Findings: Contrary to initial expectations, the analysis revealed that player performance statistics and fan discourse operate as independent dimensions:
- Topics discussed in comments remain consistent regardless of whether players scored 14 or 61 points in a game
- Sentiment distributions show negligible correlation with statistical outputs (|r| ≤ 0.12)
- The top 5 discussion topics account for 70% of all comments across all performance levels
Even in integrated multidimensional analysis, sentiment dominated spatial organization (r=0.67-0.89) while performance metrics showed minimal structural influence (r=0.13-0.28), despite balanced feature weighting.
Strategic Implications: These findings challenge conventional assumptions about sports social media strategy. Rather than focusing content strategies on highlighting exceptional statistical performances, NBA social media teams can emphasize:
- Narrative continuity and storytelling elements
- Player identity and personality rather than just statistics
- Emotional connections that transcend individual game performances
Business Intelligence Value: This work provides a proof-of-concept for integrating structured performance data with unstructured social media content at scale. The methodology demonstrates feasibility for real-time dashboard implementations that could monitor fan sentiment and discourse patterns, enabling data-driven decisions about content production and audience engagement strategies.
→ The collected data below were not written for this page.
//! Subscription Registry
//!
//! Domain types for tracking item subscriptions on a streaming session.
//!
//! # Design
//!
//! The registry tracks:
//! - One entry per requested item, keyed by a client-assigned [`Handle`]
//! - The stream status reported by the provider for each entry
//! - Which entries must be re-requested after a reconnect
//!
//! Handles are allocated from an atomic counter that never goes backwards,
//! so a handle is never reused within a session even after unsubscribe.
//! Handle `1` belongs to the login stream and is never handed out.

use std::collections::BTreeMap;
use std::fmt;
use std::sync::atomic::{AtomicU64, Ordering};

use parking_lot::RwLock;

use crate::domain::message::{DomainKind, State, StreamState};

// =============================================================================
// Types
// =============================================================================

/// Client-assigned stream identifier.
#[derive(Debug, Clone, Copy, PartialEq, Eq, PartialOrd, Ord, Hash)]
pub struct Handle(u64);

impl Handle {
    /// Stream id of the session login stream.
    pub const LOGIN: Self = Self(1);

    /// Wrap a raw stream id.
    #[must_use]
    pub const fn new(id: u64) -> Self {
        Self(id)
    }

    /// Raw stream id.
    #[must_use]
    pub const fn value(self) -> u64 {
        self.0
    }

    /// Check for the login stream.
    #[must_use]
    pub const fn is_login(self) -> bool {
        self.0 == Self::LOGIN.0
    }
}

impl fmt::Display for Handle {
    fn fmt(&self, f: &mut fmt::Formatter<'_>) -> fmt::Result {
        write!(f, "{}", self.0)
    }
}

/// Lifecycle of a subscription.
#[derive(Debug, Clone, Copy, PartialEq, Eq, Hash)]
pub enum SubscriptionStatus {
    /// Requested; no refresh or status received yet.
    Pending,
    /// Provider reported an open stream.
    Open,
    /// Closed by the client, or a snapshot-only stream completed.
    Closed,
    /// Provider closed or redirected the stream.
    Errored,
}

impl SubscriptionStatus {
    /// Status implied by a provider stream state.
    #[must_use]
    pub const fn from_stream_state(stream: StreamState) -> Option<Self> {
        match stream {
            StreamState::Open => Some(Self::Open),
            StreamState::NonStreaming => Some(Self::Closed),
            StreamState::Closed | StreamState::ClosedRecover | StreamState::Redirected => {
                Some(Self::Errored)
            }
            StreamState::Unspecified => None,
        }
    }

    /// Label for logs and metrics.
    #[must_use]
    pub const fn as_str(self) -> &'static str {
        match self {
            Self::Pending => "pending",
            Self::Open => "open",
            Self::Closed => "closed",
            Self::Errored => "errored",
        }
    }

    /// Check whether the entry should be re-requested after a reconnect.
    #[must_use]
    pub const fn is_replayable(self) -> bool {
        matches!(self, Self::Pending | Self::Open)
    }
}

/// What a caller asks for when subscribing.
#[derive(Debug, Clone, PartialEq, Eq)]
pub struct SubscriptionRequest {
    /// Service publishing the item.
    pub service_name: String,
    /// Item name (e.g. `EUR=`).
    pub item_name: String,
    /// Domain of the stream.
    pub domain: DomainKind,
    /// Restrict delivery to these field ids.
    pub view: Option<Vec<i16>>,
}

impl SubscriptionRequest {
    /// Market price request without a view.
    #[must_use]
    pub fn market_price(service_name: impl Into<String>, item_name: impl Into<String>) -> Self {
        Self {
            service_name: service_name.into(),
            item_name: item_name.into(),
            domain: DomainKind::MarketPrice,
            view: None,
        }
    }

    /// Attach a field view.
    #[must_use]
    pub fn with_view(mut self, field_ids: impl IntoIterator<Item = i16>) -> Self {
        self.view = Some(field_ids.into_iter().collect());
        self
    }
}

/// A registered subscription.
#[derive(Debug, Clone, PartialEq, Eq)]
pub struct Subscription {
    /// Assigned handle.
    pub handle: Handle,
    /// Service publishing the item.
    pub service_name: String,
    /// Item name.
    pub item_name: String,
    /// Domain of the stream.
    pub domain: DomainKind,
    /// Requested field view.
    pub view: Option<Vec<i16>>,
    /// Current status.
    pub status: SubscriptionStatus,
}

/// Registry errors.
#[derive(Debug, Clone, PartialEq, Eq, thiserror::Error)]
pub enum RegistryError {
    /// No subscription exists for the handle.
    #[error("unknown subscription handle {0}")]
    UnknownHandle(Handle),
}

// =============================================================================
// Subscription Registry
// =============================================================================

/// Thread-safe registry of the session's subscriptions.
///
/// # Example
///
/// ```rust
/// use stream_consumer::domain::subscription::{
///     RegistryError, SubscriptionRegistry, SubscriptionRequest, SubscriptionStatus,
/// };
///
/// let registry = SubscriptionRegistry::new();
///
/// let handle = registry.subscribe(SubscriptionRequest::market_price("ELEKTRON_DD", "EUR="));
/// assert_eq!(registry.lookup(handle).unwrap().status, SubscriptionStatus::Pending);
///
/// registry.unsubscribe(handle);
/// assert_eq!(registry.lookup(handle), Err(RegistryError::UnknownHandle(handle)));
/// ```
#[derive(Debug)]
pub struct SubscriptionRegistry {
    next_handle: AtomicU64,
    entries: RwLock<BTreeMap<Handle, Subscription>>,
}

impl Default for SubscriptionRegistry {
    fn default() -> Self {
        Self::new()
    }
}

impl SubscriptionRegistry {
    /// Create an empty registry.
    #[must_use]
    pub fn new() -> Self {
        Self {
            next_handle: AtomicU64::new(Handle::LOGIN.value() + 1),
            entries: RwLock::new(BTreeMap::new()),
        }
    }

    /// Register a subscription in `Pending` state and return its handle.
    pub fn subscribe(&self, request: SubscriptionRequest) -> Handle {
        let handle = Handle(self.next_handle.fetch_add(1, Ordering::Relaxed));

        let subscription = Subscription {
            handle,
            service_name: request.service_name,
            item_name: request.item_name,
            domain: request.domain,
            view: request.view,
            status: SubscriptionStatus::Pending,
        };

        self.entries.write().insert(handle, subscription);
        handle
    }

    /// Get a snapshot of a subscription.
    ///
    /// # Errors
    ///
    /// Returns `UnknownHandle` if the handle was never issued or was removed.
    pub fn lookup(&self, handle: Handle) -> Result<Subscription, RegistryError> {
        self.entries
            .read()
            .get(&handle)
            .cloned()
            .ok_or(RegistryError::UnknownHandle(handle))
    }

    /// Remove a subscription, returning it marked `Closed`.
    ///
    /// Unknown or already removed handles are a no-op.
    pub fn unsubscribe(&self, handle: Handle) -> Option<Subscription> {
        let mut removed = self.entries.write().remove(&handle)?;
        removed.status = SubscriptionStatus::Closed;
        Some(removed)
    }

    /// Set the status of a subscription.
    ///
    /// Returns the previous status.
    ///
    /// # Errors
    ///
    /// Returns `UnknownHandle` if no subscription exists for the handle.
    pub fn update_status(
        &self,
        handle: Handle,
        status: SubscriptionStatus,
    ) -> Result<SubscriptionStatus, RegistryError> {
        let mut entries = self.entries.write();
        let entry = entries
            .get_mut(&handle)
            .ok_or(RegistryError::UnknownHandle(handle))?;

        Ok(std::mem::replace(&mut entry.status, status))
    }

    /// Apply a provider state to a subscription.
    ///
    /// Returns the new status, or `None` if the state carries no transition.
    ///
    /// # Errors
    ///
    /// Returns `UnknownHandle` if no subscription exists for the handle.
    pub fn apply_state(
        &self,
        handle: Handle,
        state: &State,
    ) -> Result<Option<SubscriptionStatus>, RegistryError> {
        match SubscriptionStatus::from_stream_state(state.stream) {
            Some(status) => self.update_status(handle, status).map(|_| Some(status)),
            None => self.lookup(handle).map(|_| None),
        }
    }

    /// Snapshot of every subscription, ordered by handle.
    #[must_use]
    pub fn all(&self) -> Vec<Subscription> {
        self.entries.read().values().cloned().collect()
    }

    /// Subscriptions to re-request after a reconnect.
    ///
    /// Both `Pending` and `Open` entries are returned: a `Pending` stream
    /// was requested but never answered on the lost connection. `Errored`
    /// and `Closed` entries are left out.
    #[must_use]
    pub fn replayable(&self) -> Vec<Subscription> {
        self.entries
            .read()
            .values()
            .filter(|s| s.status.is_replayable())
            .cloned()
            .collect()
    }

    /// Mark every replayable subscription `Pending` again.
    pub fn reset_pending(&self) {
        for entry in self.entries.write().values_mut() {
            if entry.status.is_replayable() {
                entry.status = SubscriptionStatus::Pending;
            }
        }
    }

    /// Drop every subscription.
    pub fn clear(&self) {
        self.entries.write().clear();
    }

    /// Number of registered subscriptions.
    #[must_use]
    pub fn len(&self) -> usize {
        self.entries.read().len()
    }

    /// Check whether the registry is empty.
    #[must_use]
    pub fn is_empty(&self) -> bool {
        self.entries.read().is_empty()
    }

    /// Counts per status.
    #[must_use]
    pub fn stats(&self) -> SubscriptionStats {
        let entries = self.entries.read();
        let mut stats = SubscriptionStats::default();

        for entry in entries.values() {
            match entry.status {
                SubscriptionStatus::Pending => stats.pending += 1,
                SubscriptionStatus::Open => stats.open += 1,
                SubscriptionStatus::Closed => stats.closed += 1,
                SubscriptionStatus::Errored => stats.errored += 1,
            }
        }

        stats
    }
}

// =============================================================================
// Statistics
// =============================================================================

/// Subscription counts per status.
#[derive(Debug, Clone, Copy, Default, PartialEq, Eq)]
pub struct SubscriptionStats {
    /// Awaiting first response.
    pub pending: usize,
    /// Streaming.
    pub open: usize,
    /// Completed snapshots.
    pub closed: usize,
    /// Closed by the provider.
    pub errored: usize,
}

impl SubscriptionStats {
    /// Total number of subscriptions.
    #[must_use]
    pub const fn total(&self) -> usize {
        self.pending + self.open + self.closed + self.errored
    }
}

// =============================================================================
// Tests
// =============================================================================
Technical Achievement: Successfully combined multiple advanced NLP techniques (BGE-M3 embeddings with 1024-dimensional vectors, Louvain community detection, transformer-based sentiment analysis) with dimensionality reduction visualization to analyze league-wide patterns across an entire NBA season—extending beyond previous studies limited to single games or playoff series.
Research Contribution: While the null finding—that performance doesn't drive discourse patterns—contradicts the initial hypothesis, it represents valuable scientific knowledge. Fan engagement follows its own logic, shaped by broader narratives, community dynamics, and player identities rather than individual game statistics.